■ Data records ■
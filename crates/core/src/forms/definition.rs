//! Structural checks for a form definition before it is saved.

use std::collections::{HashMap, HashSet};

use regex::Regex;

use super::rules::FormField;
use crate::error::CoreError;

/// Maximum number of fields a single form may declare.
pub const MAX_FIELDS: usize = 100;

/// Validate a form definition.
///
/// Rejects empty or duplicate field names, select/radio fields without
/// options, patterns that do not compile, inverted length or numeric bounds,
/// conditional rules that reference unknown fields or the field itself, and
/// dependency cycles.
pub fn validate_definition(fields: &[FormField]) -> Result<(), CoreError> {
    if fields.len() > MAX_FIELDS {
        return Err(CoreError::Validation(format!(
            "A form may declare at most {MAX_FIELDS} fields, got {}",
            fields.len()
        )));
    }

    let mut seen = HashSet::new();
    for field in fields {
        validate_field_name(&field.name)?;
        if !seen.insert(field.name.as_str()) {
            return Err(CoreError::Validation(format!(
                "Duplicate field name '{}'",
                field.name
            )));
        }
    }

    for field in fields {
        validate_field_rules(field)?;
        if let Some(rule) = &field.conditional {
            if rule.depends_on == field.name {
                return Err(CoreError::Validation(format!(
                    "Field '{}' cannot depend on itself",
                    field.name
                )));
            }
            if !seen.contains(rule.depends_on.as_str()) {
                return Err(CoreError::Validation(format!(
                    "Field '{}' depends on unknown field '{}'",
                    field.name, rule.depends_on
                )));
            }
        }
    }

    detect_cycles(fields)
}

/// Field names are identifiers: letters, digits, `_` and `-`, not starting
/// with a digit or hyphen.
fn validate_field_name(name: &str) -> Result<(), CoreError> {
    let mut chars = name.chars();
    let valid = match chars.next() {
        Some(first) if first.is_ascii_alphabetic() || first == '_' => {
            chars.all(|c| c.is_ascii_alphanumeric() || c == '_' || c == '-')
        }
        _ => false,
    };
    if valid {
        Ok(())
    } else {
        Err(CoreError::Validation(format!(
            "Invalid field name '{name}'. Use letters, digits, '_' or '-', starting with a letter or '_'"
        )))
    }
}

fn validate_field_rules(field: &FormField) -> Result<(), CoreError> {
    let rules = &field.validation;

    if field.field_type.requires_options() && field.options.is_empty() {
        return Err(CoreError::Validation(format!(
            "Field '{}' of type {} needs at least one option",
            field.name,
            field.field_type.as_str()
        )));
    }

    if let Some(pattern) = &rules.pattern {
        Regex::new(pattern).map_err(|e| {
            CoreError::Validation(format!(
                "Field '{}' has an invalid pattern: {e}",
                field.name
            ))
        })?;
    }

    if let (Some(min), Some(max)) = (rules.min_length, rules.max_length) {
        if min > max {
            return Err(CoreError::Validation(format!(
                "Field '{}' has minLength {min} greater than maxLength {max}",
                field.name
            )));
        }
    }

    if let (Some(min), Some(max)) = (rules.min, rules.max) {
        if min > max {
            return Err(CoreError::Validation(format!(
                "Field '{}' has min {min} greater than max {max}",
                field.name
            )));
        }
    }

    Ok(())
}

/// Each field has at most one dependency, so following the chain from every
/// field either terminates or revisits a field.
fn detect_cycles(fields: &[FormField]) -> Result<(), CoreError> {
    let edges: HashMap<&str, &str> = fields
        .iter()
        .filter_map(|f| {
            f.conditional
                .as_ref()
                .map(|rule| (f.name.as_str(), rule.depends_on.as_str()))
        })
        .collect();

    for field in fields {
        let mut visited = HashSet::new();
        let mut current = field.name.as_str();
        while let Some(&next) = edges.get(current) {
            if !visited.insert(current) {
                return Err(CoreError::Validation(format!(
                    "Conditional rules form a cycle involving '{}'",
                    field.name
                )));
            }
            current = next;
        }
    }
    Ok(())
}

■ Task instructions ■
Transcribe each of the records above exactly.

■ Solution for this task ■
filename crates/core/src/forms/definition.rs
//! Structural checks for a form definition before it is saved.

use std::collections::{HashMap, HashSet};

use regex::Regex;

use super::rules::FormField;
use crate::error::CoreError;

/// Maximum number of fields a single form may declare.
pub const MAX_FIELDS: usize = 100;

/// Validate a form definition.
///
/// Rejects empty or duplicate field names, select/radio fields without
/// options, patterns that do not compile, inverted length or numeric bounds,
/// conditional rules that reference unknown fields or the field itself, and
/// dependency cycles.
pub fn validate_definition(fields: &[FormField]) -> Result<(), CoreError> {
    if fields.len() > MAX_FIELDS {
        return Err(CoreError::Validation(format!(
            "A form may declare at most {MAX_FIELDS} fields, got {}",
            fields.len()
        )));
    }

    let mut seen = HashSet::new();
    for field in fields {
        validate_field_name(&field.name)?;
        if !seen.insert(field.name.as_str()) {
            return Err(CoreError::Validation(format!(
                "Duplicate field name '{}'",
                field.name
            )));
        }
    }

    for field in fields {
        validate_field_rules(field)?;
        if let Some(rule) = &field.conditional {
            if rule.depends_on == field.name {
                return Err(CoreError::Validation(format!(
                    "Field '{}' cannot depend on itself",
                    field.name
                )));
            }
            if !seen.contains(rule.depends_on.as_str()) {
                return Err(CoreError::Validation(format!(
                    "Field '{}' depends on unknown field '{}'",
                    field.name, rule.depends_on
                )));
            }
        }
    }

    detect_cycles(fields)
}

/// Field names are identifiers: letters, digits, `_` and `-`, not starting
/// with a digit or hyphen.
fn validate_field_name(name: &str) -> Result<(), CoreError> {
    let mut chars = name.chars();
    let valid = match chars.next() {
        Some(first) if first.is_ascii_alphabetic() || first == '_' => {
            chars.all(|c| c.is_ascii_alphanumeric() || c == '_' || c == '-')
        }
        _ => false,
    };
    if valid {
        Ok(())
    } else {
        Err(CoreError::Validation(format!(
            "Invalid field name '{name}'. Use letters, digits, '_' or '-', starting with a letter or '_'"
        )))
    }
}

fn validate_field_rules(field: &FormField) -> Result<(), CoreError> {
    let rules = &field.validation;

    if field.field_type.requires_options() && field.options.is_empty() {
        return Err(CoreError::Validation(format!(
            "Field '{}' of type {} needs at least one option",
            field.name,
            field.field_type.as_str()
        )));
    }

    if let Some(pattern) = &rules.pattern {
        Regex::new(pattern).map_err(|e| {
            CoreError::Validation(format!(
                "Field '{}' has an invalid pattern: {e}",
                field.name
            ))
        })?;
    }

    if let (Some(min), Some(max)) = (rules.min_length, rules.max_length) {
        if min > max {
            return Err(CoreError::Validation(format!(
                "Field '{}' has minLength {min} greater than maxLength {max}",
                field.name
            )));
        }
    }

    if let (Some(min), Some(max)) = (rules.min, rules.max) {
        if min > max {
            return Err(CoreError::Validation(format!(
                "Field '{}' has min {min} greater than max {max}",
                field.name
            )));
        }
    }

    Ok(())
}

/// Each field has at most one dependency, so following the chain from every
/// field either terminates or revisits a field.
fn detect_cycles(fields: &[FormField]) -> Result<(), CoreError> {
    let edges: HashMap<&str, &str> = fields
        .iter()
        .filter_map(|f| {
            f.conditional
                .as_ref()
                .map(|rule| (f.name.as_str(), rule.depends_on.as_str()))
        })
        .collect();

    for field in fields {
        let mut visited = HashSet::new();
        let mut current = field.name.as_str();
        while let Some(&next) = edges.get(current) {
            if !visited.insert(current) {
                return Err(CoreError::Validation(format!(
                    "Conditional rules form a cycle involving '{}'",
                    field.name
                )));
            }
            current = next;
        }
    }
    Ok(())
}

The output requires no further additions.